Whether the death of Alexander Solzhenitsyn or the Olympics in China is more important for understanding our times, or even the games, one can speculate. A couple of times in my reading of Solzhenitsyn, I came across the name “Yagoda.” I was not familiar with him, Genrikh Yagoda. He turns out to have been by birth a Jew, who joined the party in 1907. He rose through the ranks to become the assistant head of the secret police. He ran Stalin’s first show trials in which Zinoviev and Kamenev were killed. He is said to have poisoned Kirov and to have plotted to murder his boss, Menzhinski. Evidently, he was one of the founders of the Gulag system, a terrible system of death, as Solzhenitsyn records in his great book.
Finally, Yagoda fell out with Stalin, though he trusted him to save him to the end. His final days are somewhat eerie. Alexander Orlov tells us of a conversation of Yagoda, now in the infamous Lubyanka prison, just before his execution. He was asked if he believed in God. He answered: “From Stalin I deserved nothing but gratitude for my faithful service; from God I deserved the most severe punishment for having violated his commandments thousands of times. Now look where I am and judge for yourself: is there a God, or not?” Yagoda was shot shortly after his trial which was held in March, 1938. The answer to his question remains. It is the central question of our times.

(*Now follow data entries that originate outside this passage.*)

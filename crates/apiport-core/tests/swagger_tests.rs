use apiport_core::import::parse_import;
use apiport_core::model::{AuthType, FieldType, ParamLocation, SourceFormat};
use serde_json::json;

const PETSTORE_SWAGGER: &str = include_str!("fixtures/petstore-swagger2.json");

fn petstore() -> apiport_core::CanonicalSpec {
    parse_import(PETSTORE_SWAGGER, None).unwrap().spec
}

#[test]
fn base_url_joins_scheme_host_and_base_path() {
    let spec = petstore();
    assert_eq!(spec.base_url.as_deref(), Some("https://petstore.swagger.io/v2"));
    assert_eq!(spec.name, "Petstore Classic");
    assert_eq!(spec.endpoints.len(), 3);
    assert!(spec.endpoints.iter().all(|e| e.source == SourceFormat::Swagger));
}

#[test]
fn body_parameter_becomes_json_body() {
    let spec = petstore();
    let order = spec
        .endpoints
        .iter()
        .find(|e| e.operation_id.as_deref() == Some("placeOrder"))
        .unwrap();

    let request = order.request.as_ref().unwrap();
    assert_eq!(request.content_type, "application/json");
    // The body parameter must not double-appear in the parameter list.
    assert!(request.parameters.is_empty());

    let body = request.body.as_ref().unwrap();
    assert!(body.required);

    let names: Vec<_> = body.fields.iter().map(|f| f.name.as_str()).collect();
    assert_eq!(names, vec!["id", "petId", "shipDate", "complete"]);

    let pet_id = body.fields.iter().find(|f| f.name == "petId").unwrap();
    assert!(pet_id.required);

    let ship_date = body.fields.iter().find(|f| f.name == "shipDate").unwrap();
    assert_eq!(ship_date.format.as_deref(), Some("date-time"));

    // Synthesized example follows the schema shape.
    let example = body.example.as_ref().unwrap();
    assert_eq!(example["shipDate"], json!("2024-01-15T09:30:00Z"));
    assert_eq!(example["complete"], json!(true));
}

#[test]
fn form_data_parameters_become_multipart_body() {
    let spec = petstore();
    let upload = spec
        .endpoints
        .iter()
        .find(|e| e.operation_id.as_deref() == Some("uploadFile"))
        .unwrap();

    let request = upload.request.as_ref().unwrap();
    assert_eq!(request.content_type, "multipart/form-data");

    // Path parameter survives; formData parameters moved into the body.
    let names: Vec<_> = request.parameters.iter().map(|p| p.name.as_str()).collect();
    assert_eq!(names, vec!["petId"]);
    assert_eq!(request.parameters[0].location, ParamLocation::Path);

    let body = request.body.as_ref().unwrap();
    assert!(body.required);
    // Form-encoded bodies carry no top-level example.
    assert!(body.example.is_none());

    let field_names: Vec<_> = body.fields.iter().map(|f| f.name.as_str()).collect();
    assert_eq!(field_names, vec!["additionalMetadata", "file"]);

    let file = body.fields.iter().find(|f| f.name == "file").unwrap();
    assert_eq!(file.field_type, FieldType::File);
    assert!(file.required);

    let meta = body.fields.iter().find(|f| f.name == "additionalMetadata").unwrap();
    assert_eq!(meta.field_type, FieldType::String);
    assert!(!meta.required);
    assert_eq!(
        meta.description.as_deref(),
        Some("Additional data to pass to server")
    );
}

#[test]
fn api_key_security_definition_maps_to_auth() {
    let spec = petstore();
    let upload = spec
        .endpoints
        .iter()
        .find(|e| e.operation_id.as_deref() == Some("uploadFile"))
        .unwrap();

    let auth = upload.auth.as_ref().unwrap();
    assert_eq!(auth.auth_type, AuthType::ApiKey);
    assert_eq!(auth.name.as_deref(), Some("api_key"));
    assert!(auth.required);
    assert!(!auth.example.is_empty());

    // No document-level security: other operations carry no auth.
    let login = spec
        .endpoints
        .iter()
        .find(|e| e.operation_id.as_deref() == Some("loginUser"))
        .unwrap();
    assert!(login.auth.is_none());
}

#[test]
fn inline_parameter_types_and_format_heuristics() {
    let spec = petstore();
    let login = spec
        .endpoints
        .iter()
        .find(|e| e.operation_id.as_deref() == Some("loginUser"))
        .unwrap();

    let request = login.request.as_ref().unwrap();
    let username = request.parameters.iter().find(|p| p.name == "username").unwrap();
    assert_eq!(username.field_type, FieldType::String);
    assert_eq!(username.location, ParamLocation::Query);
    assert!(username.required);
    // Name-hint heuristic fires for schema-less strings.
    assert_eq!(username.example, json!("Jane Doe"));

    let password = request.parameters.iter().find(|p| p.name == "password").unwrap();
    assert_eq!(password.format.as_deref(), Some("password"));
    assert_eq!(password.example, json!("********"));
}

#[test]
fn swagger_response_schema_produces_fields_and_errors() {
    let spec = petstore();
    let order = spec
        .endpoints
        .iter()
        .find(|e| e.operation_id.as_deref() == Some("placeOrder"))
        .unwrap();

    let success = &order.responses.success;
    assert_eq!(success.status, 200);
    assert_eq!(success.content_type.as_deref(), Some("application/json"));
    let names: Vec<_> = success.fields.iter().map(|f| f.name.as_str()).collect();
    assert_eq!(names, vec!["id", "petId", "shipDate", "complete"]);

    assert_eq!(order.responses.errors.len(), 1);
    assert_eq!(order.responses.errors[0].status, 400);
    assert_eq!(order.responses.errors[0].reason, "Invalid order");
}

In his Gulag Archipelago, Solzhenitsyn brings up Yagoda a couple of times. We read this startling passage: “When one learns, for example, the nature of Yagods’s striving toward the sacred. . . . An eyewitness from the group around Groky, who was close to Yagoda at the time, reports that in the vestibule of the bathhouse on Yagoda’s estate near Moscow, icons were placed so that Yagoda and his comrades, after undressing, could use them as targets for revolver practice before going to take the baths.” Such target practice is innocent, unless, as perhaps Yagoda believed, icons mean something.
At this point, Solzhenitsyn reflects on the nature of such evil persons. We would like to think they did not exist.
But when the great world literature of the past—Shakespeare, Schiller, Dickens—inflates and inflates images of evildoers of the blackest shades, it seems somewhat farcical and clumsy to our contemporary perception. The trouble lies in the way these classic evildoers are pictured. They recognize themselves as evildoers, and they know their souls are black. And they reason: “I cannot live unless I do evil. So I’ll set my father against my brother! I’ll drink the victim’s sufferings until I’m drunk with them!” Iago very precisely identifies his purposes and his motives as being black and born of hate (Solzhenitsyn Reader, 233).
We see signs of Dostoyevsky here and Shakespeare. Their evildoers know they are doing evil. But Solzhenitsyn does not think this is the real problem with our modern evildoers. Evil for them is not a product of hate or revenge or spite or jealousy. Its origin is in ideology, in the purist of motives.
Solzhenitsyn goes on with his reflection. It seems that no real, classical evildoers of this type have been found in Russia. These modern types who do evil greater than any Iago ever thought of are, if you will, more Aristotelian. “But that’s not the way it is. To do evil, a human being must first of all believe that what he’s doing is good, or else that it’s a well-considered act in conformity with natural law. Fortunately, it is the nature of the human being to seek justification for his actions.” The difference between what Solzhenitsyn has experienced and Shakespeare’s evil characters is that the latter had no “ideology.” This is why modernity is different from what we read in the classics, Greek, Roman, or Christian.